Fran Marzoa
Fran Marzoa

Reputation: 4544

Using a byte array as key for AES algorithm in Python

I have a byte array that is a 128 bits AES key and I want to use that one on a Python script to cipher some information using the aforementioned key.

I have the key stored as a hexadecimal string, something like "27821D90D240EA4F56D0E7612396C69E" (obviously this is not the real key, but has the same format).

I have generated a byte array from that key, that is the way I have been using AES keys in other languages (Java, C# and PHP) so far, like this:

AES_KEY = bytearray.fromhex('27821D90D240EA4F56D0E7612396C69E')

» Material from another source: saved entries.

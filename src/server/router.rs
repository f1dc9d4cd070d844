use axum::http::{header, HeaderValue, Method};
use axum::routing::{get, post};
use axum::Router;
use std::sync::Arc;
use tower_http::cors::{AllowOrigin, CorsLayer};
use tower_http::trace::TraceLayer;

use crate::server::handlers::{chat, courses, health};
use crate::state::AppState;

/// Creates the main application router with all routes and middleware.
///
/// This function sets up:
/// - CORS middleware from the configured origins
/// - Health check endpoints
/// - Course catalogue endpoints
/// - The chat endpoint
pub fn router(state: Arc<AppState>) -> Router {
    let cors_layer = build_cors_layer(&state);
    Router::new()
        .route("/", get(health::root))
        .route("/health", get(health::health))
        .route("/api/courses", get(courses::list_courses))
        .route("/api/courses/:course_id", get(courses::get_course))
        .route("/api/chat", post(chat::chat))
        .with_state(state)
        .layer(cors_layer)
        .layer(TraceLayer::new_for_http())
}

fn build_cors_layer(state: &Arc<AppState>) -> CorsLayer {
    let allowed_origins = state
        .settings
        .cors_origins
        .iter()
        .filter_map(|origin| HeaderValue::from_str(origin).ok())
        .collect::<Vec<_>>();

    CorsLayer::new()
        .allow_origin(AllowOrigin::list(allowed_origins))
        .allow_methods([Method::GET, Method::POST, Method::OPTIONS])
        .allow_headers([header::ACCEPT, header::CONTENT_TYPE])
}
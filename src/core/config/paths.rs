use std::env;
use std::fs;
use std::path::{Path, PathBuf};

#[derive(Debug, Clone)]
pub struct AppPaths {
    pub project_root: PathBuf,
    pub data_dir: PathBuf,
    pub storage_dir: PathBuf,
    pub embeddings_dir: PathBuf,
    pub log_dir: PathBuf,
}

impl AppPaths {
    pub fn new() -> Self {
        let project_root = discover_project_root();
        let data_dir = discover_data_dir(&project_root);
        let storage_dir = data_dir.join("storage");
        let embeddings_dir = storage_dir.join("embeddings");
        let log_dir = data_dir.join("logs");

        for dir in [&data_dir, &storage_dir, &embeddings_dir, &log_dir] {
            let _ = fs::create_dir_all(dir);
        }

        AppPaths {
            project_root,
            data_dir,
            storage_dir,
            embeddings_dir,
            log_dir,
        }
    }

    /// Paths rooted at an explicit data directory, bypassing discovery.
    pub fn with_data_dir(data_dir: PathBuf) -> Self {
        let storage_dir = data_dir.join("storage");
        let embeddings_dir = storage_dir.join("embeddings");
        let log_dir = data_dir.join("logs");

        for dir in [&data_dir, &storage_dir, &embeddings_dir, &log_dir] {
            let _ = fs::create_dir_all(dir);
        }

        AppPaths {
            project_root: data_dir.clone(),
            data_dir,
            storage_dir,
            embeddings_dir,
            log_dir,
        }
    }
}

fn discover_project_root() -> PathBuf {
    if let Ok(root) = env::var("COURSECOMPANION_ROOT") {
        return PathBuf::from(root);
    }

    let manifest_dir = PathBuf::from(env!("CARGO_MANIFEST_DIR"));
    if manifest_dir.join("config.toml").exists() || manifest_dir.join("data").exists() {
        return manifest_dir;
    }

    env::current_dir().unwrap_or(manifest_dir)
}

fn discover_data_dir(project_root: &Path) -> PathBuf {
    if let Ok(dir) = env::var("COURSECOMPANION_DATA_DIR") {
        return PathBuf::from(dir);
    }

    if cfg!(debug_assertions) {
        return project_root.join("data");
    }

    if cfg!(target_os = "windows") {
        let base = env::var("LOCALAPPDATA")
            .unwrap_or_else(|_| env::var("USERPROFILE").unwrap_or_else(|_| ".".to_string()));
        return PathBuf::from(base).join("CourseCompanion");
    }

    if cfg!(target_os = "macos") {
        return home_dir()
            .join("Library")
            .join("Application Support")
            .join("CourseCompanion");
    }

    let xdg = env::var("XDG_DATA_HOME").unwrap_or_else(|_| {
        home_dir()
            .join(".local/share")
            .to_string_lossy()
            .to_string()
    });
    PathBuf::from(xdg).join("coursecompanion")
}

fn home_dir() -> PathBuf {
    env::var("HOME")
        .or_else(|_| env::var("USERPROFILE"))
        .map(PathBuf::from)
        .unwrap_or_else(|_| PathBuf::from("."))
}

That works fine, but then when I try to use it for creating the cipher, it complains that it wants an string in the first parameter:

cipher = AES.new(AES_KEY, AES.MODE_CBC, os.urandom(16));

TypeError: argument 1 must be string or read-only buffer, not bytearray

I have tried to get an string from the byte array instead, as:

AES_KEY = bytearray.fromhex('27821D90D240EA4F56D0E7612396C69E').decode()

or

AES_KEY = bytearray.fromhex('27821D90D240EA4F56D0E7612396C69E').decode('utf-8')

to no avail because there are non-ascii and non-unicode values in that key.

Replacing the key is NOT an option.

Any ideas?

Thanks a lot in advance,

Upvotes: 5

Views: 4463

Answers (1)

Fran Marzoa
Fran Marzoa

Reputation: 4544

Apparently this does the trick:

AES_KEY = str(bytearray.fromhex('27821D90D240EA4F56D0E7612396C69E'))

It looks pretty obvious now, doesn't it?